Choosing a Guardian Layer Workflow
Use the workflow that matches your input type and output goal.
| Input | Goal | Use |
|---|---|---|
| Text | Understand what may be sensitive before changing it. | Detection |
| Text | Keep the text readable with safer replacements. | Transform |
| Text | Hide sensitive values visibly. | Redact |
| File | De-identify document or tabular content. | File De-identification |
| Assistant workflow | Reduce sensitive exposure before or during AI interactions. | Guardian Layer with the application or SDK flow |
Text Workflow
For text, the typical path is:
- Start with a sample request in the Dashboard or API.
- Choose whether you need
transformorredact. - Optionally set
pii_entitiesto control which categories are processed. - Send the request from your backend.
- Use the returned output in the next step of your application.
For readable replacement output, see Transform (Proprietary).
For visible masking output, see Redact / Masking / Placeholder.
File Workflow
For files, Guardian Layer uses file-specific endpoints instead of the plain text endpoint.
Use file de-identification when users upload:
- CSV or spreadsheet-style files.
- DOCX documents.
- PDF files with extractable text.
- TXT files.
The same high-level choices still apply: you choose whether the file should be transformed or redacted, and you can limit processing to selected entity categories.
For the full file flow, see File De-identification.
Application-Level Pattern
For production applications, avoid calling Guardian Layer directly from client-side code.
Use this pattern instead:
- Store the Custodian API key securely on your backend.
- Accept user text or files from your frontend.
- Send the content from your backend to Guardian Layer.
- Return only the de-identified result to the frontend or next system.
This keeps your API key out of the browser and gives your backend control over logging, retries, user permissions, and usage limits.
Dashboard vs API vs SDK
You can interact with Guardian Layer in a few different ways.
| Method | Best for |
|---|---|
| Dashboard | Quick manual testing and product exploration. |
| API | Backend integration, automation, and production workflows. |
| Python SDK | Assistant and application workflows that use Custodian from Python. |
The Dashboard is useful for confirming behavior.

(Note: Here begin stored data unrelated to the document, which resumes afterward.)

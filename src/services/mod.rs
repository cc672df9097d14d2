//! Services
//!
//! Business logic services for the extraction engine.

pub mod extraction;

pub use extraction::{ExtractionEngine, ExtractionOutcome, StrategyAvailability};
//! Task Extraction Engine
//!
//! Coordinates the three extraction strategies and converges their
//! output on a single result contract. Strategy dispatch is a plain enum
//! match with one normalization path per arm; only the remote transport
//! hides behind a trait, so tests can script it.
//!
//! The engine is stateless per call. The shared credential lives in the
//! injected [`EngineConfig`]; concurrent `extract` calls are independent
//! and never block each other.

pub mod classifier;
pub mod confidence;
pub mod generator;
pub mod keywords;
pub mod relay;
pub mod remote;
pub mod segmenter;
pub mod types;

use std::sync::Arc;

use serde::Serialize;
use tracing::{info, warn};

use crate::models::task::{ExtractionResult, RemoteStats, TaskRecord, TaskType, STATUS_NOT_START};
use crate::utils::error::{ExtractError, ExtractResult};

use self::confidence::TokenUsage;
use self::keywords::MODULE_OTHER;
use self::remote::{HttpRemoteExtractor, RemoteExtractor, RemoteRequest, RemoteTask};
use self::types::{EngineConfig, ExtractionRequest, ExtractionStrategy};

/// Outcome of a single `extract` call.
#[derive(Debug, Clone)]
pub enum ExtractionOutcome {
    /// Tasks were produced directly (Local and RemoteService).
    Completed(ExtractionResult),
    /// AgentRelay step one: hand this prompt to an external agent, then
    /// feed the pasted reply to
    /// [`ExtractionEngine::parse_relay_response`].
    RelayPrompt(String),
}

/// Which strategies are currently usable.
#[derive(Debug, Clone, Serialize)]
pub struct StrategyAvailability {
    /// Always true; the local heuristics have no external dependency
    pub local: bool,
    /// Credential configured and the service health check passed
    pub remote_service: bool,
    /// Credential configured
    pub agent_relay: bool,
}

/// The extraction coordinator.
pub struct ExtractionEngine {
    config: EngineConfig,
    remote: Option<Arc<dyn RemoteExtractor>>,
}

impl ExtractionEngine {
    /// Create an engine from configuration. A remote client is built
    /// only when a credential is configured.
    pub fn new(config: EngineConfig) -> Self {
        let remote = if config.has_credential() {
            config.api_key.clone().map(|key| {
                Arc::new(HttpRemoteExtractor::new(key, config.base_url.clone()))
                    as Arc<dyn RemoteExtractor>
            })
        } else {
            None
        };
        Self { config, remote }
    }

    /// Create an engine with an explicit remote transport. Tests use
    /// this to inject a scripted service.
    pub fn with_remote(config: EngineConfig, remote: Arc<dyn RemoteExtractor>) -> Self {
        Self {
            config,
            remote: Some(remote),
        }
    }

    /// Single entry point: dispatch to the selected strategy.
    ///
    /// Input validation and the credential gate run before any strategy
    /// work; neither failure reaches a backend.
    pub async fn extract(&self, request: &ExtractionRequest) -> ExtractResult<ExtractionOutcome> {
        validate(request)?;

        let needs_credential = matches!(
            request.strategy,
            ExtractionStrategy::RemoteService | ExtractionStrategy::AgentRelay
        );
        if needs_credential && !self.config.has_credential() {
            return Err(ExtractError::credential_missing(format!(
                "strategy {} requires a configured credential",
                request.strategy
            )));
        }

        info!(
            strategy = %request.strategy,
            project = %request.project_name,
            "extraction started"
        );

        match request.strategy {
            ExtractionStrategy::Local => {
                Ok(ExtractionOutcome::Completed(self.extract_local(request)))
            }
            ExtractionStrategy::RemoteService => self
                .extract_remote(request)
                .await
                .map(ExtractionOutcome::Completed),
            ExtractionStrategy::AgentRelay => Ok(ExtractionOutcome::RelayPrompt(
                relay::build_prompt(&request.project_name, &request.text),
            )),
        }
    }

    /// AgentRelay step two: parse the reply the user pasted back and
    /// normalize it into the shared result contract.
    pub fn parse_relay_response(&self, pasted: &str) -> ExtractResult<ExtractionResult> {
        let tasks = relay::parse_response(pasted)?;
        let summary = confidence::batch_summary(&tasks);

        info!(tasks = tasks.len(), "relay extraction finished");

        Ok(ExtractionResult {
            tasks,
            summary,
            confidence: confidence::RELAY_CONFIDENCE,
            stats: None,
        })
    }

    /// Report which strategies are currently usable. For the remote
    /// strategy this performs the credential health check against the
    /// service.
    pub async fn strategy_availability(&self) -> StrategyAvailability {
        let has_credential = self.config.has_credential();

        let remote_service = match &self.remote {
            Some(remote) if has_credential => match remote.health_check().await {
                Ok(()) => true,
                Err(e) => {
                    warn!(error = %e, "strategy availability: remote health check failed");
                    false
                }
            },
            _ => false,
        };

        StrategyAvailability {
            local: true,
            remote_service,
            agent_relay: has_credential,
        }
    }

    /// Local strategy: segment, classify, and title every unit.
    fn extract_local(&self, request: &ExtractionRequest) -> ExtractionResult {
        let units = segmenter::segment(&request.text);

        let tasks: Vec<TaskRecord> = units
            .into_iter()
            .map(|unit| {
                let task_type = classifier::classify_type(&unit.text);
                let module = classifier::classify_module(&unit.text);
                let (title, summary) = generator::generate(&request.project_name, &unit.text);
                TaskRecord {
                    title,
                    description: unit.text,
                    task_type,
                    module,
                    summary,
                    status: STATUS_NOT_START.to_string(),
                }
            })
            .collect();

        let summary = confidence::batch_summary(&tasks);

        info!(tasks = tasks.len(), "local extraction finished");

        ExtractionResult {
            tasks,
            summary,
            confidence: confidence::LOCAL_CONFIDENCE,
            stats: None,
        }
    }

    /// Remote strategy: forward the request, normalize the response.
    async fn extract_remote(&self, request: &ExtractionRequest) -> ExtractResult<ExtractionResult> {
        let remote = self.remote.as_ref().ok_or_else(|| {
            ExtractError::credential_missing("remote extraction service is not configured")
        })?;

        let options = &request.options;
        let model = options
            .model_override
            .clone()
            .unwrap_or_else(|| self.config.model.clone());
        let spec = types::model_spec(&model)
            .ok_or_else(|| ExtractError::invalid_input(format!("unknown model: {}", model)))?;

        let wire = RemoteRequest {
            text: request.text.clone(),
            project_name: request.project_name.clone(),
            language: options
                .language_override
                .clone()
                .unwrap_or_else(|| self.config.language.clone()),
            model: model.clone(),
            max_tasks: options.max_tasks_override.unwrap_or(self.config.max_tasks),
            context: options
                .context_override
                .clone()
                .unwrap_or_else(|| self.config.context.clone()),
        };

        let response = remote.extract(&wire).await?;

        let received = response.tasks.len();
        let tasks: Vec<TaskRecord> = response
            .tasks
            .into_iter()
            .filter_map(|task| normalize_remote_task(&request.project_name, task))
            .collect();

        // A service that found nothing is a valid empty batch; a service
        // that returned only garbage objects is not.
        if received > 0 && tasks.is_empty() {
            return Err(ExtractError::malformed_response(
                format!("none of {} returned task objects were usable", received),
                &wire.text,
            ));
        }

        let usage = response.tokens_used.map(|tokens_used| TokenUsage {
            tokens_used,
            max_tokens: spec.max_tokens,
        });
        let confidence = confidence::score(&tasks, usage);

        let summary = response
            .summary
            .map(|s| s.trim().to_string())
            .filter(|s| !s.is_empty())
            .unwrap_or_else(|| confidence::batch_summary(&tasks));

        let stats = Some(RemoteStats {
            model: response.model.unwrap_or(model),
            tokens_used: response.tokens_used.unwrap_or(0),
            processing_time_ms: response.processing_time_ms.unwrap_or(0),
        });

        info!(tasks = tasks.len(), "remote extraction finished");

        Ok(ExtractionResult {
            tasks,
            summary,
            confidence,
            stats,
        })
    }
}

/// Reject empty input before any strategy runs.
fn validate(request: &ExtractionRequest) -> ExtractResult<()> {
    if request.project_name.trim().is_empty() {
        return Err(ExtractError::invalid_input("project name must not be empty"));
    }
    if request.text.trim().is_empty() {
        return Err(ExtractError::invalid_input(
            "description text must not be empty",
        ));
    }
    Ok(())
}

/// Normalize one remote task object into a `TaskRecord`, filling
/// defaults and forcing the initial status. Objects with neither a
/// title nor a description are dropped.
fn normalize_remote_task(project_name: &str, task: RemoteTask) -> Option<TaskRecord> {
    let title = non_blank(task.title);
    let description = non_blank(task.description);

    let (title, description) = match (title, description) {
        (Some(t), Some(d)) => (t, d),
        (Some(t), None) => (t.clone(), t),
        (None, Some(d)) => (generator::generate(project_name, &d).0, d),
        (None, None) => return None,
    };

    let task_type = match task.task_type.map(|t| t.to_lowercase()).as_deref() {
        Some("issue") => TaskType::Issue,
        Some("feature") => TaskType::Feature,
        _ => classifier::classify_type(&description),
    };

    let module = non_blank(task.module).unwrap_or_else(|| MODULE_OTHER.to_string());
    let summary =
        non_blank(task.summary).unwrap_or_else(|| generator::derive_summary(&description));

    Some(TaskRecord {
        title,
        description,
        task_type,
        module,
        summary,
        status: STATUS_NOT_START.to_string(),
    })
}

fn non_blank(value: Option<String>) -> Option<String> {
    value
        .map(|v| v.trim().to_string())
        .filter(|v| !v.is_empty())
}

The API is the main integration path for product code.
Implementation Checklist
Before using Guardian Layer in an application, confirm that you have:
- A Custodian account.
- An active plan with available credits.
- A generated API key.
- A backend place to store and use the API key.
- A clear choice between
transformandredact. - A decision about whether to process all entities or only selected categories.
- A test request that confirms the output shape your application expects.
Notes
- Guardian Layer should be treated as part of the privacy path in your product architecture.
- Use
transformwhen readability matters. - Use
redactwhen hiding sensitive values matters more than natural-looking output. - Use file endpoints for uploaded files.
- Use your backend for API calls that require your Custodian API key.